Warum dies nötig ist, liegt besonders dann auf der Hand, wenn man sich ein so genanntes Klasse-3-Gerät vorstellt, dessen Stromkreis im direkten Patientenkontakt ist. Beispiel: Eine Operation am offenen Herzen. Ein externer Herzschrittmacher, der das Herz im direkten elektronischen Strom am Schlagen hält, bis der künstliche kleine Herzschrittmacher eingesetzt ist. Eine Über- oder Unterspannung - nicht auszudenken. Allerdings, so TDK, seien die normalen Serienprodukte in der Regel nur bis Klasse zwei, also dem direkten Patientenkontakt aber ohne unmittelbaren gemeinsamen Stromkreislauf, zugelassen. Der direkte Stromkreiskontakt sei dann in der Regel ein Feld für hochspezialisierte Komponenten.

Der Konverterspezialist Recom hat zum Thema Isolation und Ableitspannen seine eigene Produktphilosophie entwickelt. Zwar macht die besagte 3. Edition der UL/EN60601 Unterschiede zwischen der Sicherheit für Patient und Personal. Für Geräte und Systeme, die nicht in Kontakt mit dem Patienten kommen (MOOP, Means of Operator Protection), sind auch reduzierte Luft- und Kriechstrecken ausreichend, wie sie in der EN60950-1 für normale elektronische Ausrüstungen definiert sind. Da aber zugleich die Forderung nach sehr niedrigen Ableitströmen aus der EN60601 erfüllt sein muss, sei man als Hersteller, so Recom-Geschäftsführer Karsten Bier, „oft besser beraten, auch hierfür reinforced isolierte DC/DC-Wandler einzusetzen, wie sie bei Geräten mit direktem Patientenkontakt (MOPP, Means of Patient Protection) als 2. Isolationsbarriere vorgeschrieben sind.“ Diese Barriere isoliert die Medizinelektronik im Inneren des Systems von Diagnosetools wie Endoskop oder EKG-Elektroden.

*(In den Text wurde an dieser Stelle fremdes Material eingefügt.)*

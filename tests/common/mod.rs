//! Shared harness for the integration suites: an in-memory block device
//! whose image survives unmounting, and a minimal ext2/ext4 image formatter
//! producing a one-group filesystem with an empty root directory.
#![allow(dead_code)]

use std::sync::{Arc, Mutex};

use bytemuck::{bytes_of, Zeroable};
use extfs::dir::Dirent;
use extfs::extent::{Extent, ExtentHeader, EXTENT_MAGIC};
use extfs::group::GroupDescriptor;
use extfs::inode::{FileMode, Inode, InodeFlags};
use extfs::sb::{IncompatFeatures, Superblock, EXT4_SIGNATURE, SUPERBLOCK_OFFSET};
use extfs::BlockDevice;

pub const BLOCK_SIZE: usize = 1024;
pub const BLOCK_COUNT: u32 = 4096;
pub const INODE_COUNT: u32 = 256;

/// Inode table start block; the table spans 32 blocks, the root directory's
/// data block follows it.
const ITABLE_START: u32 = 5;
const ROOT_DATA_BLOCK: u32 = 37;

/// A cloneable in-memory disk. Clones share the same image, so a test can
/// keep one handle across mount/unmount cycles. Discard requests are
/// recorded for inspection.
#[derive(Clone)]
pub struct SharedDisk {
    image: Arc<Mutex<Vec<u8>>>,
    discards: Arc<Mutex<Vec<(u64, u64)>>>,
}

impl SharedDisk {
    pub fn new(image: Vec<u8>) -> Self {
        Self {
            image: Arc::new(Mutex::new(image)),
            discards: Arc::new(Mutex::new(Vec::new())),
        }
    }

    pub fn snapshot(&self) -> Vec<u8> {
        self.image.lock().unwrap().clone()
    }

    /// Byte ranges discarded since the last call.
    pub fn take_discards(&self) -> Vec<(u64, u64)> {
        std::mem::take(&mut *self.discards.lock().unwrap())
    }
}

impl BlockDevice for SharedDisk {
    fn read(&mut self, buf: &mut [u8], offset: u64) -> std::io::Result<()> {
        let image = self.image.lock().unwrap();
        let start = offset as usize;
        let end = start + buf.len();
        if end > image.len() {
            return Err(std::io::Error::new(
                std::io::ErrorKind::UnexpectedEof,
                "read past end of image",
            ));
        }
        buf.copy_from_slice(&image[start..end]);
        Ok(())
    }

    fn write(&mut self, buf: &[u8], offset: u64) -> std::io::Result<()> {
        let mut image = self.image.lock().unwrap();
        let start = offset as usize;
        let end = start + buf.len();
        if end > image.len() {
            return Err(std::io::Error::new(
                std::io::ErrorKind::UnexpectedEof,
                "write past end of image",
            ));
        }
        image[start..end].copy_from_slice(buf);
        Ok(())
    }

    fn discard(&mut self, offset: u64, length: u64) -> std::io::Result<()> {
        self.discards.lock().unwrap().push((offset, length));
        Ok(())
    }

    fn flush(&mut self) -> std::io::Result<()> {
        Ok(())
    }
}

/// Which optional features the formatted image carries.
#[derive(Clone, Copy, Debug, Default)]
pub struct ImageSpec {
    pub extents: bool,
    pub inline_data: bool,
}

impl ImageSpec {
    pub fn ext2() -> Self {
        Self::default()
    }

    pub fn ext4() -> Self {
        Self {
            extents: true,
            ..Self::default()
        }
    }
}

fn set_bitmap_bit(image: &mut [u8], bitmap_block: u32, bit: u32) {
    let byte = bitmap_block as usize * BLOCK_SIZE + (bit / 8) as usize;
    image[byte] |= 1 << (bit % 8);
}

/// Formats a 4 MiB image: 1 KiB blocks, one block group, 256 inodes, an
/// empty root directory, and nothing else.
pub fn build_image(spec: ImageSpec) -> Vec<u8> {
    let mut image = vec![0u8; BLOCK_COUNT as usize * BLOCK_SIZE];
    let used_blocks = ROOT_DATA_BLOCK; // blocks 1..=37 hold metadata + root
    let reserved_inodes = 10u32;

    let mut incompat = IncompatFeatures::FILETYPE;
    if spec.extents {
        incompat = incompat | IncompatFeatures::EXTENTS;
    }
    if spec.inline_data {
        incompat = incompat | IncompatFeatures::INLINE_DATA;
    }

    let mut sb = Superblock::zeroed();
    sb.s_magic = EXT4_SIGNATURE;
    sb.s_rev_level = 1;
    sb.s_inode_size = 128;
    sb.s_first_ino = 11;
    sb.s_inodes_count = INODE_COUNT;
    sb.s_inodes_per_group = INODE_COUNT;
    sb.s_blocks_count_lo = BLOCK_COUNT;
    sb.s_blocks_per_group = 8192;
    sb.s_first_data_block = 1;
    sb.s_log_block_size = 0;
    sb.s_free_blocks_count_lo = BLOCK_COUNT - 1 - used_blocks;
    sb.s_free_inodes_count = INODE_COUNT - reserved_inodes;
    sb.s_max_mnt_count = u16::MAX;
    sb.s_state = 1;
    sb.s_feature_incompat = incompat;
    image[SUPERBLOCK_OFFSET as usize..SUPERBLOCK_OFFSET as usize + 1024]
        .copy_from_slice(bytes_of(&sb));

    let mut desc = GroupDescriptor::zeroed();
    desc.bg_block_bitmap_lo = 3;
    desc.bg_inode_bitmap_lo = 4;
    desc.bg_inode_table_lo = ITABLE_START;
    desc.bg_free_blocks_count_lo = (BLOCK_COUNT - 1 - used_blocks) as u16;
    desc.bg_free_inodes_count_lo = (INODE_COUNT - reserved_inodes) as u16;
    desc.bg_used_dirs_count_lo = 1;
    let desc_bytes = bytes_of(&desc);
    image[2 * BLOCK_SIZE..2 * BLOCK_SIZE + 32].copy_from_slice(&desc_bytes[..32]);

    // Block bitmap: blocks 1..=37 in use, pad bits past the last block.
    for blk in 1..=used_blocks {
        set_bitmap_bit(&mut image, 3, blk - 1);
    }
    for bit in (BLOCK_COUNT - 1)..8 * BLOCK_SIZE as u32 {
        set_bitmap_bit(&mut image, 3, bit);
    }

    // Inode bitmap: the reserved inodes, pad bits past the last inode.
    for ino in 1..=reserved_inodes {
        set_bitmap_bit(&mut image, 4, ino - 1);
    }
    for bit in INODE_COUNT..8 * BLOCK_SIZE as u32 {
        set_bitmap_bit(&mut image, 4, bit);
    }

    // Root directory inode (#2).
    let mut root = Inode::zeroed();
    root.i_mode = FileMode::new(FileMode::IFDIR, 0o755);
    root.i_links_count = 2;
    root.set_size(BLOCK_SIZE as u64);
    root.set_blocks(2);
    root.i_atime = 1_600_000_000;
    root.i_ctime = 1_600_000_000;
    root.i_mtime = 1_600_000_000;
    if spec.extents {
        root.i_flags = InodeFlags::EXTENTS;
        let header = ExtentHeader {
            eh_magic: EXTENT_MAGIC,
            eh_entries: 1,
            eh_max: 4,
            eh_depth: 0,
            eh_generation: 0,
        };
        let extent = Extent {
            ee_block: 0,
            ee_len: 1,
            ee_start_hi: 0,
            ee_start_lo: ROOT_DATA_BLOCK,
        };
        let mut blk = [0u8; 60];
        blk[..12].copy_from_slice(bytes_of(&header));
        blk[12..24].copy_from_slice(bytes_of(&extent));
        root.set_block_bytes(&blk);
    } else {
        root.i_block[0] = ROOT_DATA_BLOCK;
    }
    let root_off = ITABLE_START as usize * BLOCK_SIZE + 128;
    image[root_off..root_off + 128].copy_from_slice(&bytes_of(&root)[..128]);

    // Root directory data: `.` and `..`, both pointing at the root.
    let dot = Dirent {
        inode: 2,
        rec_len: 12,
        file_type: 2,
        name: b".".to_vec(),
    };
    let dotdot = Dirent {
        inode: 2,
        rec_len: (BLOCK_SIZE - 12) as u16,
        file_type: 2,
        name: b"..".to_vec(),
    };
    let base = ROOT_DATA_BLOCK as usize * BLOCK_SIZE;
    dot.encode(&mut image[base..base + 12], &sb);
    dotdot.encode(&mut image[base + 12..base + BLOCK_SIZE], &sb);

    image
}

/// Formats an image and wraps it in a [`SharedDisk`].
pub fn fresh_disk(spec: ImageSpec) -> SharedDisk {
    SharedDisk::new(build_image(spec))
}

/// Reads the free-count words and bitmap population straight from the raw
/// image bytes, for cross-checking the on-disk invariants after a flush.
pub struct RawCounts {
    pub sb_free_blocks: u32,
    pub sb_free_inodes: u32,
    pub bitmap_free_blocks: u32,
    pub bitmap_free_inodes: u32,
}

pub fn raw_counts(image: &[u8]) -> RawCounts {
    let sb_free_blocks = u32::from_le_bytes(image[1024 + 0x0C..1024 + 0x10].try_into().unwrap());
    let sb_free_inodes = u32::from_le_bytes(image[1024 + 0x10..1024 + 0x14].try_into().unwrap());

    let count_clear = |bitmap_block: usize, entities: u32| -> u32 {
        let mut clear = 0;
        for bit in 0..entities {
            let byte = image[bitmap_block * BLOCK_SIZE + (bit / 8) as usize];
            if byte >> (bit % 8) & 1 == 0 {
                clear += 1;
            }
        }
        clear
    };
    RawCounts {
        sb_free_blocks,
        sb_free_inodes,
        bitmap_free_blocks: count_clear(3, BLOCK_COUNT - 1),
        bitmap_free_inodes: count_clear(4, INODE_COUNT),
    }
}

Die erste Isolationsbarriere auf der Versorgungsseite wird wie bisher schon durch ein wie oben genanntes „medizinisches“ Netzteil realisiert.Die Luft- und Kriechstrecken im Trafo von reinforced isolierten DC/DC-Wandlern müssen rund drei Mal größer sein als beispielsweise für elektronische Bürogeräte vorgeschrieben ist. Hierfür habe man bislang die Primär- und Sekundärwicklung des Trafos getrennt voneinander auf entgegen gesetzte Hälften eines Ringkerns gewickelt. So hatte man jedoch auch die beiden Magnetfelder voneinander getrennt - mit, so Bier „einigen unerwünschten Nebenwirkungen für die Leistungsfähigkeit des Trafos“. Da sich die beiden Magnetfelder nicht mehr optimal überlagern können, sinkt der Wirkungsgrad. Dadurch steigen die Wärmeverluste im Trafo und damit die Betriebstemperatur. Beides würde man zu gerne vermeiden, da hohe Effizienz und knapp bemessene Energiebudgets bei Neuentwicklungen im Pflichtenheft stehen.

Ingenieure von Recom sei es nun gelungen, ein neues Trafokonzept zu realisieren. Dabei seien die Primär- und Sekundärwicklung so ineinander verzahnt, dass die für „reinforced-Isolation“ vorgeschriebenen Luft- und Kriechstrecken eingehalten werden und die Magnetfelder sich nahezu optimal überlappen. Durch eine „quasi-resonante“ Schaltungstopologie erzielen die neuen Wandler nach Angaben des Unternehmens 15 bis 20 Prozent mehr Leistung im selben Gehäuse und sind aufgrund der geringeren Wärmeverluste für Umgebungstemperaturen bis 85 °C zugelassen. Gleichzeitig konnte die Wicklungskapazität auf Werte von wenigen Pikofarad reduziert werden. Dies sorge für niedrigere Ableitströme, wie sie in der Medizinelektronik erwünscht sind. Und noch ein wichtiger Punkt: sie gewinnen dadurch Kompaktheit zurück.